免疫不全疾患の概要および免疫不全疾患が疑われる患者へのアプローチも参照のこと。)

ZAP-70欠損症は,細胞性免疫不全が関与する原発性免疫不全症である。遺伝形式は常染色体劣性である。

ZAP-70は,T細胞のシグナル伝達および胸腺におけるT細胞選別に重要である。ZAP-70欠損症は,T細胞活性化の異常をもたらす。

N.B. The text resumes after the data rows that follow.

//! Turns requirement notifications into persisted jobs and keeps their
//! status in step with the processes behind them.

use std::io::ErrorKind;
use std::path::{Path, PathBuf};
use std::time::Duration;

use dashmap::DashMap;
use tokio::sync::mpsc;
use tokio::time::{Instant, MissedTickBehavior, interval, sleep};
use tracing::{debug, error, info, warn};

use crate::error::PaketError;
use crate::job::{Job, JobId, JobStatus, JobType};
use crate::package_manager::PackageManager;
use crate::process::{ExitOutcome, Process, ProcessHandle, exit_status};
use crate::repository::JobRepository;
use crate::requirement::{Requirement, RequirementEvent};

/// How often [`JobOrchestrator::listen`] settles jobs whose processes have
/// exited.
const REAP_INTERVAL: Duration = Duration::from_secs(1);

/// Creates jobs, starts their commands and refreshes their status on read.
///
/// Never waits for a command to finish: status is re-derived whenever a job
/// is read back.
pub struct JobOrchestrator<R> {
    repository: R,
    package_manager: PackageManager,
    /// Directory for per-job output logs; output is discarded when unset.
    output_dir: Option<PathBuf>,
    /// Directory for per-job exit status files. Without it, an exit code is
    /// only observable by the orchestrator that spawned the process.
    exit_status_dir: Option<PathBuf>,
    /// Handles of processes spawned by this orchestrator, by job id.
    live: DashMap<String, ProcessHandle>,
}

impl<R: JobRepository> JobOrchestrator<R> {
    pub fn new(repository: R, package_manager: PackageManager) -> Self {
        Self {
            repository,
            package_manager,
            output_dir: None,
            exit_status_dir: None,
            live: DashMap::new(),
        }
    }

    pub fn with_output_dir(mut self, dir: impl Into<PathBuf>) -> Self {
        self.output_dir = Some(dir.into());
        self
    }

    pub fn with_exit_status_dir(mut self, dir: impl Into<PathBuf>) -> Self {
        self.exit_status_dir = Some(dir.into());
        self
    }

    pub fn repository(&self) -> &R {
        &self.repository
    }

    pub fn package_manager(&self) -> &PackageManager {
        &self.package_manager
    }

    pub async fn submit_install(&self, requirement: Requirement) -> Result<JobId, PaketError> {
        self.submit(JobType::Install, requirement).await
    }

    pub async fn submit_uninstall(&self, requirement: Requirement) -> Result<JobId, PaketError> {
        self.submit(JobType::Uninstall, requirement).await
    }

    pub async fn handle(&self, event: RequirementEvent) -> Result<JobId, PaketError> {
        let job_type = event.job_type();
        self.submit(job_type, event.into_requirement()).await
    }

    /// Creates the job, persists it as `Waiting`, starts the command and
    /// persists the result. A command that cannot be launched leaves the
    /// job `Failed`; that is still a successful submission.
    async fn submit(&self, job_type: JobType, requirement: Requirement) -> Result<JobId, PaketError> {
        let command = match job_type {
            JobType::Install => self.package_manager.install_command(&requirement),
            JobType::Uninstall => self.package_manager.uninstall_command(&requirement),
        };
        let mut job = Job::for_requirement(job_type, requirement);
        self.repository.save(&job).await?;
        info!(job_id = %job.id(), %job_type, command = %command, "job created");

        let output = job_file(self.output_dir.as_deref(), job.id(), "log").await;
        let status_file = job_file(self.exit_status_dir.as_deref(), job.id(), "exit").await;
        match Process::start(&command, output.as_deref(), status_file.as_deref()) {
            Ok(process) => {
                let handle = process.handle().cloned();
                job.mark_running(process)?;
                if let Some(handle) = handle {
                    self.live.insert(job.id().to_string(), handle);
                }
                info!(job_id = %job.id(), pid = ?job.process().pid(), "job running");
            }
            Err(err) => {
                warn!(job_id = %job.id(), error = %err, "job failed to start");
                job.mark_spawn_failed(Process::failed_to_start(&command, &err))?;
            }
        }

        self.repository.save(&job).await?;
        Ok(job.id().clone())
    }

    /// Loads a job and brings its status up to date.
    pub async fn get_job(&self, id: &str) -> Result<Job, PaketError> {
        let mut job = self.repository.find_by_id(id).await?;
        self.refresh(&mut job).await?;
        Ok(job)
    }

    /// Every job, each brought up to date.
    pub async fn list_jobs(&self) -> Result<Vec<Job>, PaketError> {
        let mut jobs = self.repository.find_all().await?;
        for job in &mut jobs {
            self.refresh(job).await?;
        }
        Ok(jobs)
    }

    /// Removes a job record and its exit status. Running processes are left
    /// alone.
    pub async fn forget(&self, id: &str) -> Result<(), PaketError> {
        self.live.remove(id);
        self.repository.delete(id).await?;
        if let (Some(dir), Ok(id)) = (&self.exit_status_dir, JobId::parse(id)) {
            let path = dir.join(format!("{id}.exit"));
            if let Err(e) = tokio::fs::remove_file(&path).await {
                if e.kind() != ErrorKind::NotFound {
                    warn!(path = %path.display(), error = %e, "cannot remove exit status");
                }
            }
        }
        Ok(())
    }

    /// Re-checks a running job's process and persists any transition.
    ///
    /// The outcome comes from the live handle when this orchestrator spawned
    /// the process, else from its exit status file. Only when neither exists
    /// (a process started without a status file, or a wrapper that was
    /// killed) does the job fail with an unknown outcome.
    ///
    /// The write is conditional: if another invocation settled the job in
    /// the meantime, its record wins and is returned instead.
    async fn refresh(&self, job: &mut Job) -> Result<(), PaketError> {
        if job.status() != JobStatus::Running {
            self.live.remove(job.id().as_str());
            return Ok(());
        }
        if job.process().handle().is_none() {
            if let Some(handle) = self.live.get(job.id().as_str()).map(|h| h.value().clone()) {
                job.attach_handle(handle);
            }
        }
        if job.process().is_alive() {
            debug!(job_id = %job.id(), "job still running");
            return Ok(());
        }

        let recorded = match job.process().handle() {
            Some(_) => None,
            None => self.recorded_exit(job.id()).await,
        };
        let outcome = recorded
            .or_else(|| job.process().exit_outcome())
            .unwrap_or_else(|| ExitOutcome::unknown("process state could not be determined"));
        let status = job.complete(outcome.clone())?;
        self.live.remove(job.id().as_str());

        if !self.repository.save_transition(job, JobStatus::Running).await? {
            debug!(job_id = %job.id(), "job settled elsewhere; reloading");
            *job = self.repository.find_by_id(job.id().as_str()).await?;
            return Ok(());
        }

        match status {
            JobStatus::Finished => info!(job_id = %job.id(), "job finished"),
            _ => warn!(job_id = %job.id(), %outcome, "job failed"),
        }
        Ok(())
    }

    async fn recorded_exit(&self, id: &JobId) -> Option<ExitOutcome> {
        let path = self.exit_status_dir.as_ref()?.join(format!("{id}.exit"));
        match tokio::fs::read_to_string(&path).await {
            Ok(contents) => {
                let outcome = exit_status::parse(&contents);
                if outcome.is_none() {
                    warn!(path = %path.display(), "unreadable exit status ignored");
                }
                outcome
            }
            Err(e) if e.kind() == ErrorKind::NotFound => None,
            Err(e) => {
                warn!(path = %path.display(), error = %e, "cannot read exit status");
                None
            }
        }
    }

    /// Settles every job whose process, spawned here, has exited. Returns
    /// how many jobs reached a terminal status.
    pub async fn reap_exited(&self) -> usize {
        let exited: Vec<String> = self
            .live
            .iter()
            .filter(|entry| !matches!(entry.value().try_status(), Ok(None)))
            .map(|entry| entry.key().clone())
            .collect();

        let mut settled = 0;
        for id in exited {
            match self.get_job(&id).await {
                Ok(job) if job.is_finished() => settled += 1,
                Ok(_) => {}
                Err(e) => {
                    self.live.remove(&id);
                    warn!(job_id = %id, error = %e, "cannot settle exited job");
                }
            }
        }
        settled
    }

    /// Polls until the job reaches a terminal status or `timeout` elapses,
    /// returning the last snapshot either way.
    pub async fn wait_for(
        &self,
        id: &str,
        poll_interval: Duration,
        timeout: Duration,
    ) -> Result<Job, PaketError> {
        let deadline = Instant::now() + timeout;
        loop {
            let job = self.get_job(id).await?;
            if job.is_finished() || Instant::now() >= deadline {
                return Ok(job);
            }
            sleep(poll_interval).await;
        }
    }

    /// Consumes requirement events until every emitter is dropped, settling
    /// exited jobs along the way.
    ///
    /// A failing event is logged and skipped; the rest keep flowing.
    /// Returns the number of jobs created.
    pub async fn listen(&self, mut events: mpsc::UnboundedReceiver<RequirementEvent>) -> usize {
        let mut created = 0;
        let mut reap = interval(REAP_INTERVAL);
        reap.set_missed_tick_behavior(MissedTickBehavior::Delay);
        loop {
            tokio::select! {
                event = events.recv() => {
                    let Some(event) = event else { break };
                    let requirement = event.requirement().to_string();
                    match self.handle(event).await {
                        Ok(id) => {
                            created += 1;
                            debug!(job_id = %id, %requirement, "requirement event handled");
                        }
                        Err(e) => error!(%requirement, error = %e, "requirement event dropped"),
                    }
                }
                _ = reap.tick() => {
                    self.reap_exited().await;
                }
            }
        }
        self.reap_exited().await;
        created
    }
}

/// `<dir>/<id>.<extension>`, creating `dir` first. `None` when no directory
/// is configured or it cannot be created.
async fn job_file(dir: Option<&Path>, id: &JobId, extension: &str) -> Option<PathBuf> {
    let dir = dir?;
    if let Err(e) = tokio::fs::create_dir_all(dir).await {
        warn!(dir = %dir.display(), error = %e, "cannot create job directory; skipping {extension} file");
        return None;
    }
    Some(dir.join(format!("{id}.{extension}")))
}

ZAP-70欠損症の患者は,乳児期または幼児期に重症複合免疫不全症(SCID)でみられるものと同様な反復性感染症を呈する;しかし,比較的長く生存し,ある程度の年齢になるまでZAP-70欠損症と診断されないことがある。

ZAP-70欠損症の診断

  • T細胞受容体切除サークル(TREC)検査によるルーチンの新生児スクリーニング

  • 白血球数

  • マイトジェンおよびワクチン抗原刺激試験

ZAP-70欠損症の診断はSCIDに対するものと同様に行う。

反復性感染症または他の特徴的な症状の病歴がある年長の小児では,ZAP-70欠損症が疑われる場合がある。白血球数および白血球分画を含む血算を行う;免疫グロブリン濃度を測定する。マイトジェンおよび標準的なワクチン抗原に対する応答を判定して,白血球および抗体の機能を評価する。

以下がみられる患者では,本疾患を考慮する:

  • リンパ球減少症

  • T細胞数の低値または欠如

  • マイトジェンに対するリンパ球増殖反応の欠如

他の検査を行う場合もある;検査には,T細胞,B細胞,およびNK細胞の数を調べるフローサイトメトリーが含まれる。白血球,赤血球,および線維芽細胞におけるアデノシンデアミナーゼ(ADA)およびプリンヌクレオシドホスホリラーゼの量を測定する。

血清免疫グロブリン濃度は正常,低値,または高値のいずれもあり,循環CD4陽性T細胞の数は正常または高値であるが,本質的にCD8陽性T細胞が欠如している。CD4陽性T細胞はin vitroでマイトジェンまたは同種異系細胞に応答せず,細胞傷害性T細胞を産生しない。対照的に,NK細胞活性は正常である。

ZAP-70欠損症の治療

  • 造血幹細胞移植

ZAP-70欠損症の治療では一般に,感染予防,急性感染症の管理,および欠損している免疫グロブリンの補充を行う。

ZAP-70欠損症は,造血幹細胞移植によって治療しない限り致死的である。